▶ **Task brief**: Look below for the line holding "use std::path::Path;" and the line holding "let mut m = Self::zeros(n, n);". Transcribe exactly those lines and all lines between them, nothing more.

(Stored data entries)
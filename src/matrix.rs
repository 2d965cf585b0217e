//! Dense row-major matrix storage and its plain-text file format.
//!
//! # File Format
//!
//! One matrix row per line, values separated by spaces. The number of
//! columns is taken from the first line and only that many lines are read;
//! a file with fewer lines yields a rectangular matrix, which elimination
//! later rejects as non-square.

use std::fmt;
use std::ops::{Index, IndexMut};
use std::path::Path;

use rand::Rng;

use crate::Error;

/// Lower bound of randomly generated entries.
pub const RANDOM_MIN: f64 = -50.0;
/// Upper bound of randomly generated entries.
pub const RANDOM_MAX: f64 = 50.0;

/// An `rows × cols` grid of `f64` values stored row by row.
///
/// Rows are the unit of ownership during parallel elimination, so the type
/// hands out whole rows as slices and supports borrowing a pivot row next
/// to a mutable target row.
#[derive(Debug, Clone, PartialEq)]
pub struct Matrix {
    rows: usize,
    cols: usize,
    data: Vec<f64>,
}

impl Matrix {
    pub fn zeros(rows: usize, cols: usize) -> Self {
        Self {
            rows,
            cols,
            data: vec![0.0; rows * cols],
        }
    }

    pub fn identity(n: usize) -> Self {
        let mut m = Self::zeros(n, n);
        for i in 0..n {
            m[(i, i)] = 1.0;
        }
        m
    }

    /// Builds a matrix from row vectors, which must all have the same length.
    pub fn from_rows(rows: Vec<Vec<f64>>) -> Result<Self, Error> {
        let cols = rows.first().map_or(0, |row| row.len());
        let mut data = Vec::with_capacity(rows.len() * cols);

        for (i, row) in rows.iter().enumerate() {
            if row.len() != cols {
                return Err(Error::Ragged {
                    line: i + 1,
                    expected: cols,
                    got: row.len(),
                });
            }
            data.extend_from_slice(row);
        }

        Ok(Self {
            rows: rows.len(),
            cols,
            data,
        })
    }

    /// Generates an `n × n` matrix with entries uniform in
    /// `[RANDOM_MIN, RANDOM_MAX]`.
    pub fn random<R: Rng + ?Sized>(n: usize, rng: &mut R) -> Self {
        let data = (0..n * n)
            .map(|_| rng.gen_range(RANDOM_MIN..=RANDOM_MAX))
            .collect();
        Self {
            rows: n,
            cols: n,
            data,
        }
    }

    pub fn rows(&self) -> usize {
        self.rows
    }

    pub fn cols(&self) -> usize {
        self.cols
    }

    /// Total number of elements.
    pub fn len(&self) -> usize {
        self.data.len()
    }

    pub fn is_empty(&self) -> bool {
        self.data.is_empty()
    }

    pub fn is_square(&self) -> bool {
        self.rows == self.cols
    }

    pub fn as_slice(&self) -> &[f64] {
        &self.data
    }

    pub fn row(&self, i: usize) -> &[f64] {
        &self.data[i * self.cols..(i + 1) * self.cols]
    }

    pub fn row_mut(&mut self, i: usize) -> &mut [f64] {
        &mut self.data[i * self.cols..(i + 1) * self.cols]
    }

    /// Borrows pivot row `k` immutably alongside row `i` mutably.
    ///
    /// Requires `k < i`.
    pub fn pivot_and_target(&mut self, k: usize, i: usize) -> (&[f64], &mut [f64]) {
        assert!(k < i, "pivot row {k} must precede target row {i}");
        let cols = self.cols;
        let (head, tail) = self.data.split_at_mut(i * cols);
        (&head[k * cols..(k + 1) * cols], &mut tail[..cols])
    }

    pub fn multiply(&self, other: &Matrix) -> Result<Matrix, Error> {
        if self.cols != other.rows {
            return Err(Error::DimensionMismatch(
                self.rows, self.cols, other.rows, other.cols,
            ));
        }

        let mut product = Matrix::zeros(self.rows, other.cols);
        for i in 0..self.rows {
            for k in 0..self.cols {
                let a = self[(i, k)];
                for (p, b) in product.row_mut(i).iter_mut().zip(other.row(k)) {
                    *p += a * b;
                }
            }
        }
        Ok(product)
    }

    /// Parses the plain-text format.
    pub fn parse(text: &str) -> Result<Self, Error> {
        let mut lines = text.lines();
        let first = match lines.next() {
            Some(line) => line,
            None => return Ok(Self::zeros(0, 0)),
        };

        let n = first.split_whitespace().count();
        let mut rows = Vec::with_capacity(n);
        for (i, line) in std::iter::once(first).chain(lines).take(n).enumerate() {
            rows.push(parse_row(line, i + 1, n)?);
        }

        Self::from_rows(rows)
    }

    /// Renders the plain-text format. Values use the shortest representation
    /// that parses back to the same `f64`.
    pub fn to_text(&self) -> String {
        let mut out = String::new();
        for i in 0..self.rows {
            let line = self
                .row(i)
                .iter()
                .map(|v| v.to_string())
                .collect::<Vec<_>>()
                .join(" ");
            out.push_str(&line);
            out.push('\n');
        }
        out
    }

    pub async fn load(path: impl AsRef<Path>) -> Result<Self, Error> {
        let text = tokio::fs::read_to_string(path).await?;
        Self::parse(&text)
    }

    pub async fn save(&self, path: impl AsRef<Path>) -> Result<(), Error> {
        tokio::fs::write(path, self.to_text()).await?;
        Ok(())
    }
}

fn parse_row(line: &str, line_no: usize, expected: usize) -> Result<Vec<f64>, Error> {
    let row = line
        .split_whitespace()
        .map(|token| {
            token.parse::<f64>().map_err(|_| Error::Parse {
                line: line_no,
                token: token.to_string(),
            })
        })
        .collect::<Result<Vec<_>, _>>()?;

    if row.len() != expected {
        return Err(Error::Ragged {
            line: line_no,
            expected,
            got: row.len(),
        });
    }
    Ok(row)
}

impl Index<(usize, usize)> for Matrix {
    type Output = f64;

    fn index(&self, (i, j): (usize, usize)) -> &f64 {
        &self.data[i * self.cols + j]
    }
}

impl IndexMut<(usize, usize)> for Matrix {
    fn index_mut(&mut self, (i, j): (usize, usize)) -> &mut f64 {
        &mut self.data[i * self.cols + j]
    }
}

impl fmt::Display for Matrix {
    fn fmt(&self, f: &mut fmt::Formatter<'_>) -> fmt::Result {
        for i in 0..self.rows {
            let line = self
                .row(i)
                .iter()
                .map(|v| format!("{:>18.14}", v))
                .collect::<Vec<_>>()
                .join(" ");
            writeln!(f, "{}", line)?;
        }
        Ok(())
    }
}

▶ **Output for this task**:
use std::path::Path;

use rand::Rng;

use crate::Error;

/// Lower bound of randomly generated entries.
pub const RANDOM_MIN: f64 = -50.0;
/// Upper bound of randomly generated entries.
pub const RANDOM_MAX: f64 = 50.0;

/// An `rows × cols` grid of `f64` values stored row by row.
///
/// Rows are the unit of ownership during parallel elimination, so the type
/// hands out whole rows as slices and supports borrowing a pivot row next
/// to a mutable target row.
#[derive(Debug, Clone, PartialEq)]
pub struct Matrix {
    rows: usize,
    cols: usize,
    data: Vec<f64>,
}

impl Matrix {
    pub fn zeros(rows: usize, cols: usize) -> Self {
        Self {
            rows,
            cols,
            data: vec![0.0; rows * cols],
        }
    }

    pub fn identity(n: usize) -> Self {
        let mut m = Self::zeros(n, n);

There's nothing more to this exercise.